__TASK PROMPT__: State the number of lines in these records that include the word "InvariantErr", and add nothing to it.

__MATERIAL PROVIDED__:
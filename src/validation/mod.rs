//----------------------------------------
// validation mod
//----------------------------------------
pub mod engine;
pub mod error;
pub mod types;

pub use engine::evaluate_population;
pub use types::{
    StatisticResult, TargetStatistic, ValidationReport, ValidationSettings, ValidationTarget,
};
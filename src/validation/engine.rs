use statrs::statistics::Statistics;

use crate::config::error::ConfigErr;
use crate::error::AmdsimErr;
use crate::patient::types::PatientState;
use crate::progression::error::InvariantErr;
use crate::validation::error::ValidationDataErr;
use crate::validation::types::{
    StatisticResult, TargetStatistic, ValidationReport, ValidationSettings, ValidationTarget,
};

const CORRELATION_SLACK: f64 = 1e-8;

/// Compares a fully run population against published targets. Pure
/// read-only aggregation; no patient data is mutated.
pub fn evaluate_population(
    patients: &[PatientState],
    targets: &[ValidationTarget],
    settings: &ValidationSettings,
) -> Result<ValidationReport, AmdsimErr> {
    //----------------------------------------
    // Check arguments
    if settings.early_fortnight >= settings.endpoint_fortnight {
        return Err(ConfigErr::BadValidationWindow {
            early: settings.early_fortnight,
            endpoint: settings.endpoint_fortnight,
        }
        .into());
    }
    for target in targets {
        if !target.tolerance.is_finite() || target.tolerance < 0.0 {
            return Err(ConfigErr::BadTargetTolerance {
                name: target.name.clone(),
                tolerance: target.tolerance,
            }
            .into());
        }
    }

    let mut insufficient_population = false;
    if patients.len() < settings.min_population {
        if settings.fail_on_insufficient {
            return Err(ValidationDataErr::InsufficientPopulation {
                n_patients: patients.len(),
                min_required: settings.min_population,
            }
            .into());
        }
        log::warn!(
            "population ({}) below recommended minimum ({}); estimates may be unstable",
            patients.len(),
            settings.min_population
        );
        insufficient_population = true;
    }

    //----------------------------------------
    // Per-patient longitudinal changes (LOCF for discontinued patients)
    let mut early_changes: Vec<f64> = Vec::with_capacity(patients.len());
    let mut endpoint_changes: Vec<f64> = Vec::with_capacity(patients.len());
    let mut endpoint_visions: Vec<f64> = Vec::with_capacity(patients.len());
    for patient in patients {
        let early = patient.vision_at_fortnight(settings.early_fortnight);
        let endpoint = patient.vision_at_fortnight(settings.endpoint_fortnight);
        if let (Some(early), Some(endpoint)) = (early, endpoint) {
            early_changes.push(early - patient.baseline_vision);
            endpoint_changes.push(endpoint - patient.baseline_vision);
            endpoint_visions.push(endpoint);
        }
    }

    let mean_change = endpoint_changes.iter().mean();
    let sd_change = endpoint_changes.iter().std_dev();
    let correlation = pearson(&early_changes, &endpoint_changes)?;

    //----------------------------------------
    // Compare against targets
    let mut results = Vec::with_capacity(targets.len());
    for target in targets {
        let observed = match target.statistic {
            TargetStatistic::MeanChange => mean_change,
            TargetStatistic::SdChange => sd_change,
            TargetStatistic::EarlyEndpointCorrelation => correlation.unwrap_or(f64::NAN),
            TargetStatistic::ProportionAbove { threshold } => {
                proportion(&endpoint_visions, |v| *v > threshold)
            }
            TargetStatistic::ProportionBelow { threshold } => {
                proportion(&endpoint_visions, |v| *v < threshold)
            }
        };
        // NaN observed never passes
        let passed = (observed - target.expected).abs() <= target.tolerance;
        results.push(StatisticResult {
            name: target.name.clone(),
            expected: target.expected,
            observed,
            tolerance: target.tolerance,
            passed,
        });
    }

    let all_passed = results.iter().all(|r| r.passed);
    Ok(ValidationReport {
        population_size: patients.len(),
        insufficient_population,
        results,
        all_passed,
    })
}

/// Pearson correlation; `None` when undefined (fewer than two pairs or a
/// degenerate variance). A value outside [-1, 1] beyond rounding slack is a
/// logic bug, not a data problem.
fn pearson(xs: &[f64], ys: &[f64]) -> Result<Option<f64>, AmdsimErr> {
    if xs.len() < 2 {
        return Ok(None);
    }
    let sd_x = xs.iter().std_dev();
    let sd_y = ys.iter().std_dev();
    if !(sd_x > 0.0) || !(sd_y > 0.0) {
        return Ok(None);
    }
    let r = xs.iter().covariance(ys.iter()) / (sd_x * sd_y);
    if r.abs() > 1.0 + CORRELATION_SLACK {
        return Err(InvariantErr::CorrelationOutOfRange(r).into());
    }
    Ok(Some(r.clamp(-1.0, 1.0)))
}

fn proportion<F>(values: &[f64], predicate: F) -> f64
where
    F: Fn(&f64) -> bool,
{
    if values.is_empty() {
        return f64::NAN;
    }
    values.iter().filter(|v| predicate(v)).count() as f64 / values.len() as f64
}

__TASK RESULT__: 2